Summary
This module focused on configuring secure password policies, which is one of the most important responsibilities for an Enterprise Administrator. Organizations must ensure that access to their company data on Microsoft 365 is always secure. Additionally, the data must also be protected from unauthorized access.
You learned that Microsoft 365 includes various password management features that are maintained through password policies. Password policies require users to complete actions that increase password protection. These tasks can include:
- changing passwords at specified intervals
- creating complex passwords
- resetting their own passwords
- signing in with multifactor authentication
This module also examined how pass-through authentication simplifies user authentication for organizations with a hybrid Microsoft 365 deployment. Until recently, deployment and management of the locally deployed AD FS infrastructure was often too demanding and too complex for some organizations. However, Microsoft Entra pass-through authentication helps ensure that password validation for services that rely on Microsoft Entra ID is always run against an on-premises Active Directory.
This module also examined how multifactor authentication in Microsoft 365 helps increase security. Multifactor authentication requires users to provide a user name and a password while signing in along with a second authentication method. The second authentication method might be acknowledging a phone call, text message, or an app notification on their smartphone. If the user names, passwords, and second authentication method are verified, the users can sign in to Microsoft 365. You also learned that you can enable users who authenticate from a federated, on-premises directory for multifactor authentication.

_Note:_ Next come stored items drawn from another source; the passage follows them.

//! Commit metrics.
//!
//! Counters are emitted through the `metrics` facade; installing a recorder
//! (Prometheus or otherwise) is left to the embedding application.

use std::sync::OnceLock;

use metrics::{counter, describe_counter};

/// Commit attempts by catalog operation and outcome.
pub const NESSIE_COMMIT_TOTAL: &str = "nessie_commit_total";

/// Commit attempts rejected because the branch moved.
pub const NESSIE_COMMIT_CONFLICT_TOTAL: &str = "nessie_commit_conflict_total";

static METRICS_REGISTERED: OnceLock<()> = OnceLock::new();

/// Registers metric descriptions.
///
/// Safe to call multiple times; subsequent calls are no-ops.
pub fn register_metrics() {
    METRICS_REGISTERED.get_or_init(|| {
        describe_counter!(
            NESSIE_COMMIT_TOTAL,
            "Total number of reference-store commit attempts"
        );
        describe_counter!(
            NESSIE_COMMIT_CONFLICT_TOTAL,
            "Total number of commit attempts rejected by a hash conflict"
        );
    });
}

/// Records the outcome of one commit attempt.
pub fn record_commit(operation: &str, outcome: &'static str) {
    register_metrics();
    let labels = [
        ("operation", operation.to_string()),
        ("outcome", outcome.to_string()),
    ];
    counter!(NESSIE_COMMIT_TOTAL, &labels).increment(1);
}

/// Records a commit conflict.
pub fn record_conflict(operation: &str) {
    register_metrics();
    let labels = [("operation", operation.to_string())];
    counter!(NESSIE_COMMIT_CONFLICT_TOTAL, &labels).increment(1);
}
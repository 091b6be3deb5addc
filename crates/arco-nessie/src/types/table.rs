//! Iceberg table metadata.
//!
//! Field names follow the Iceberg table-metadata JSON layout (kebab-case).
//! The catalog only interprets the parts its commit path needs; schemas and
//! snapshots are carried through as written by the client.

use serde::{Deserialize, Serialize};
use std::collections::HashMap;
use uuid::Uuid;

/// Current format version written for new tables.
pub const FORMAT_VERSION: i32 = 2;

/// Name of the snapshot ref that tracks the current snapshot.
pub const MAIN_REF: &str = "main";

/// Iceberg table metadata.
#[derive(Debug, Clone, PartialEq, Serialize, Deserialize)]
#[serde(rename_all = "kebab-case")]
pub struct TableMetadata {
    /// Format version (1 or 2).
    pub format_version: i32,

    /// Unique table identifier.
    pub table_uuid: Uuid,

    /// Table location (root path for data and metadata).
    pub location: String,

    /// Last sequence number assigned.
    pub last_sequence_number: i64,

    /// Last updated timestamp in milliseconds.
    pub last_updated_ms: i64,

    /// Last assigned column ID.
    pub last_column_id: i32,

    /// Current schema ID.
    pub current_schema_id: i32,

    /// All schemas.
    pub schemas: Vec<Schema>,

    /// Current snapshot ID.
    #[serde(default)]
    pub current_snapshot_id: Option<i64>,

    /// All snapshots.
    #[serde(default)]
    pub snapshots: Vec<Snapshot>,

    /// Snapshot log (history of current-snapshot-id changes).
    #[serde(default)]
    pub snapshot_log: Vec<SnapshotLogEntry>,

    /// Metadata log (history of metadata files).
    #[serde(default)]
    pub metadata_log: Vec<MetadataLogEntry>,

    /// Table properties.
    #[serde(default)]
    pub properties: HashMap<String, String>,

    /// Default partition spec ID.
    pub default_spec_id: i32,

    /// Partition specs.
    pub partition_specs: Vec<PartitionSpec>,

    /// Highest assigned partition field ID.
    pub last_partition_id: i32,

    /// Snapshot refs (branches and tags).
    #[serde(default)]
    pub refs: HashMap<String, SnapshotRefMetadata>,

    /// Default sort order ID.
    pub default_sort_order_id: i32,

    /// Sort orders.
    pub sort_orders: Vec<SortOrder>,
}

impl TableMetadata {
    /// Builds the first metadata version of a new table.
    #[must_use]
    pub fn new_table(table_uuid: Uuid, location: impl Into<String>, creation: &TableCreation) -> Self {
        let mut schema = creation.schema.clone();
        schema.schema_id = 0;
        let last_column_id = schema.highest_field_id();

        let mut spec = creation
            .partition_spec
            .clone()
            .unwrap_or_else(PartitionSpec::unpartitioned);
        spec.spec_id = 0;
        let last_partition_id = spec
            .fields
            .iter()
            .map(|f| f.field_id)
            .max()
            .unwrap_or(PartitionSpec::UNPARTITIONED_LAST_ASSIGNED_ID);

        let sort_order = creation.sort_order.clone().unwrap_or_else(SortOrder::unsorted);
        let default_sort_order_id = sort_order.order_id;

        Self {
            format_version: FORMAT_VERSION,
            table_uuid,
            location: location.into(),
            last_sequence_number: 0,
            last_updated_ms: chrono::Utc::now().timestamp_millis(),
            last_column_id,
            current_schema_id: 0,
            schemas: vec![schema],
            current_snapshot_id: None,
            snapshots: vec![],
            snapshot_log: vec![],
            metadata_log: vec![],
            properties: creation.properties.clone(),
            default_spec_id: 0,
            partition_specs: vec![spec],
            last_partition_id,
            refs: HashMap::new(),
            default_sort_order_id,
            sort_orders: vec![sort_order],
        }
    }

    /// Returns the current schema, if present.
    #[must_use]
    pub fn current_schema(&self) -> Option<&Schema> {
        self.schemas
            .iter()
            .find(|schema| schema.schema_id == self.current_schema_id)
    }

    /// Returns the current snapshot, if any.
    #[must_use]
    pub fn current_snapshot(&self) -> Option<&Snapshot> {
        let id = self.current_snapshot_id?;
        self.snapshots.iter().find(|snap| snap.snapshot_id == id)
    }

    /// Returns the snapshot id a ref points at; `main` falls back to the
    /// current snapshot when no explicit ref is recorded.
    #[must_use]
    pub fn ref_snapshot_id(&self, ref_name: &str) -> Option<i64> {
        self.refs
            .get(ref_name)
            .map(|r| r.snapshot_id)
            .or_else(|| {
                if ref_name == MAIN_REF {
                    self.current_snapshot_id
                } else {
                    None
                }
            })
    }
}

/// Iceberg schema.
#[derive(Debug, Clone, PartialEq, Serialize, Deserialize)]
pub struct Schema {
    /// Schema ID.
    #[serde(rename = "schema-id")]
    pub schema_id: i32,

    /// Schema type (always "struct" for table schemas).
    #[serde(rename = "type", default = "default_struct_type")]
    pub schema_type: String,

    /// Schema fields.
    #[serde(default)]
    pub fields: Vec<SchemaField>,
}

fn default_struct_type() -> String {
    "struct".to_string()
}

impl Schema {
    /// Creates a schema with the given fields.
    #[must_use]
    pub fn new(fields: Vec<SchemaField>) -> Self {
        Self {
            schema_id: 0,
            schema_type: default_struct_type(),
            fields,
        }
    }

    /// Returns the highest top-level field id, or 0 for an empty schema.
    #[must_use]
    pub fn highest_field_id(&self) -> i32 {
        self.fields.iter().map(|f| f.id).max().unwrap_or(0)
    }
}

/// A field in a schema.
#[derive(Debug, Clone, PartialEq, Serialize, Deserialize)]
pub struct SchemaField {
    /// Unique field ID.
    pub id: i32,

    /// Field name.
    pub name: String,

    /// Whether the field is required.
    pub required: bool,

    /// Field data type.
    #[serde(rename = "type")]
    pub field_type: serde_json::Value, // string or nested type
}

impl SchemaField {
    /// Creates a field with a primitive type name.
    #[must_use]
    pub fn primitive(id: i32, name: impl Into<String>, type_name: &str, required: bool) -> Self {
        Self {
            id,
            name: name.into(),
            required,
            field_type: serde_json::Value::String(type_name.to_string()),
        }
    }
}

/// Iceberg snapshot.
#[derive(Debug, Clone, PartialEq, Serialize, Deserialize)]
#[serde(rename_all = "kebab-case")]
pub struct Snapshot {
    /// Unique snapshot ID.
    pub snapshot_id: i64,

    /// Parent snapshot ID.
    #[serde(skip_serializing_if = "Option::is_none")]
    pub parent_snapshot_id: Option<i64>,

    /// Sequence number.
    #[serde(default)]
    pub sequence_number: i64,

    /// Timestamp in milliseconds.
    pub timestamp_ms: i64,

    /// Manifest list location.
    pub manifest_list: String,

    /// Snapshot summary.
    #[serde(default)]
    pub summary: HashMap<String, String>,

    /// Schema ID for this snapshot.
    #[serde(skip_serializing_if = "Option::is_none")]
    pub schema_id: Option<i32>,
}

/// Entry in the snapshot log.
#[derive(Debug, Clone, PartialEq, Eq, Serialize, Deserialize)]
#[serde(rename_all = "kebab-case")]
pub struct SnapshotLogEntry {
    /// Snapshot ID.
    pub snapshot_id: i64,

    /// Timestamp in milliseconds.
    pub timestamp_ms: i64,
}

/// Entry in the metadata log.
#[derive(Debug, Clone, PartialEq, Eq, Serialize, Deserialize)]
#[serde(rename_all = "kebab-case")]
pub struct MetadataLogEntry {
    /// Metadata file location.
    pub metadata_file: String,

    /// Timestamp in milliseconds.
    pub timestamp_ms: i64,
}

/// Partition specification.
#[derive(Debug, Clone, PartialEq, Eq, Serialize, Deserialize)]
pub struct PartitionSpec {
    /// Spec ID.
    #[serde(rename = "spec-id")]
    pub spec_id: i32,

    /// Partition fields.
    #[serde(default)]
    pub fields: Vec<PartitionField>,
}

impl PartitionSpec {
    /// Last assigned partition field id of an unpartitioned table.
    pub const UNPARTITIONED_LAST_ASSIGNED_ID: i32 = 999;

    /// Returns the unpartitioned spec.
    #[must_use]
    pub fn unpartitioned() -> Self {
        Self {
            spec_id: 0,
            fields: vec![],
        }
    }
}

/// A field in a partition specification.
#[derive(Debug, Clone, PartialEq, Eq, Serialize, Deserialize)]
#[serde(rename_all = "kebab-case")]
pub struct PartitionField {
    /// Unique field ID.
    pub field_id: i32,

    /// Source column ID.
    pub source_id: i32,

    /// Field name.
    pub name: String,

    /// Transform type (identity, bucket, truncate, etc.).
    pub transform: String,
}

/// Snapshot ref type.
#[derive(Debug, Clone, Copy, PartialEq, Eq, Serialize, Deserialize)]
#[serde(rename_all = "lowercase")]
pub enum SnapshotRefType {
    /// A mutable branch.
    Branch,
    /// An immutable tag.
    Tag,
}

/// Snapshot reference metadata (for refs map).
#[derive(Debug, Clone, PartialEq, Eq, Serialize, Deserialize)]
pub struct SnapshotRefMetadata {
    /// Snapshot ID.
    #[serde(rename = "snapshot-id")]
    pub snapshot_id: i64,

    /// Reference type.
    #[serde(rename = "type")]
    pub ref_type: SnapshotRefType,
}

/// Sort order specification.
#[derive(Debug, Clone, PartialEq, Eq, Serialize, Deserialize)]
pub struct SortOrder {
    /// Order ID.
    #[serde(rename = "order-id")]
    pub order_id: i32,

    /// Sort fields.
    #[serde(default)]
    pub fields: Vec<SortField>,
}

impl SortOrder {
    /// Returns the unsorted order (id 0, no fields).
    #[must_use]
    pub fn unsorted() -> Self {
        Self {
            order_id: 0,
            fields: vec![],
        }
    }
}

/// A field in a sort order.
#[derive(Debug, Clone, PartialEq, Eq, Serialize, Deserialize)]
#[serde(rename_all = "kebab-case")]
pub struct SortField {
    /// Source column ID.
    pub source_id: i32,

    /// Transform type.
    pub transform: String,

    /// Sort direction (asc or desc).
    pub direction: String,

    /// Null ordering (nulls-first or nulls-last).
    pub null_order: String,
}

/// Everything a caller supplies to create a table.
#[derive(Debug, Clone, PartialEq)]
pub struct TableCreation {
    /// Initial schema. Its id is reset to 0.
    pub schema: Schema,
    /// Table location; derived from the warehouse when `None`.
    pub location: Option<String>,
    /// Partition spec; unpartitioned when `None`.
    pub partition_spec: Option<PartitionSpec>,
    /// Sort order; unsorted when `None`.
    pub sort_order: Option<SortOrder>,
    /// Table properties.
    pub properties: HashMap<String, String>,
}

impl TableCreation {
    /// Starts a creation request for the given schema.
    #[must_use]
    pub fn new(schema: Schema) -> Self {
        Self {
            schema,
            location: None,
            partition_spec: None,
            sort_order: None,
            properties: HashMap::new(),
        }
    }

    /// Sets the table location.
    #[must_use]
    pub fn with_location(mut self, location: impl Into<String>) -> Self {
        self.location = Some(location.into());
        self
    }

    /// Sets the partition spec.
    #[must_use]
    pub fn with_partition_spec(mut self, spec: PartitionSpec) -> Self {
        self.partition_spec = Some(spec);
        self
    }

    /// Sets the sort order.
    #[must_use]
    pub fn with_sort_order(mut self, sort_order: SortOrder) -> Self {
        self.sort_order = Some(sort_order);
        self
    }

    /// Adds a table property.
    #[must_use]
    pub fn with_property(mut self, key: impl Into<String>, value: impl Into<String>) -> Self {
        self.properties.insert(key.into(), value.into());
        self
    }
}

#[cfg(test)]
mod tests {
    use super::*;

    fn schema() -> Schema {
        Schema::new(vec![
            SchemaField::primitive(1, "id", "long", true),
            SchemaField::primitive(2, "amount", "decimal(10,2)", false),
        ])
    }

    #[test]
    fn test_new_table_defaults() {
        let uuid = Uuid::new_v4();
        let creation = TableCreation::new(schema()).with_property("owner", "etl");
        let metadata = TableMetadata::new_table(uuid, "s3://bucket/db/orders", &creation);

        assert_eq!(metadata.format_version, 2);
        assert_eq!(metadata.table_uuid, uuid);
        assert_eq!(metadata.last_column_id, 2);
        assert_eq!(metadata.last_partition_id, 999);
        assert_eq!(metadata.default_sort_order_id, 0);
        assert!(metadata.current_snapshot_id.is_none());
        assert_eq!(metadata.properties.get("owner").map(String::as_str), Some("etl"));
        assert_eq!(metadata.current_schema().map(|s| s.fields.len()), Some(2));
    }

    #[test]
    fn test_metadata_json_uses_kebab_case() {
        let metadata =
            TableMetadata::new_table(Uuid::new_v4(), "s3://b/t", &TableCreation::new(schema()));
        let json = serde_json::to_value(&metadata).expect("serialize");
        assert!(json.get("table-uuid").is_some());
        assert!(json.get("last-column-id").is_some());
        assert_eq!(json["schemas"][0]["fields"][0]["type"], "long");
        let parsed: TableMetadata = serde_json::from_value(json).expect("deserialize");
        assert_eq!(parsed, metadata);
    }

    #[test]
    fn test_minimal_metadata_deserializes() {
        let json = r#"{
            "format-version": 2,
            "table-uuid": "550e8400-e29b-41d4-a716-446655440000",
            "location": "gs://bucket/table",
            "last-sequence-number": 0,
            "last-updated-ms": 1234567890000,
            "last-column-id": 3,
            "current-schema-id": 0,
            "schemas": [],
            "default-spec-id": 0,
            "partition-specs": [],
            "last-partition-id": 0,
            "default-sort-order-id": 0,
            "sort-orders": []
        }"#;
        let metadata: TableMetadata = serde_json::from_str(json).expect("deserialize");
        assert_eq!(metadata.location, "gs://bucket/table");
        assert!(metadata.refs.is_empty());
        assert_eq!(metadata.ref_snapshot_id("main"), None);
    }
}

You also learned about two other password management features - self-service password reset (SSPR) and smart lockout. SSPR enables users to reset their own password without requiring intervention by an administrator. Smart Lockout locks out bad actors who are trying to guess users’ passwords or use brute-force methods to gain access. It can recognize sign-ins coming from valid users and treat them differently than ones of attackers and other unknown sources. Smart Lockout locks out the attackers, while letting your users continue to access their accounts and be productive.
The module concluded by examining how to further secure user access through entitlement packages and conditional access policies. Microsoft Entra entitlement management can help an organization efficiently manage access to groups, applications, and SharePoint Online sites for internal users. It can also do the same for users outside the organization who need access to those resources. Conditional access policies, on the other hand, protect regulated content by requiring certain criteria to be met before granting access to the content.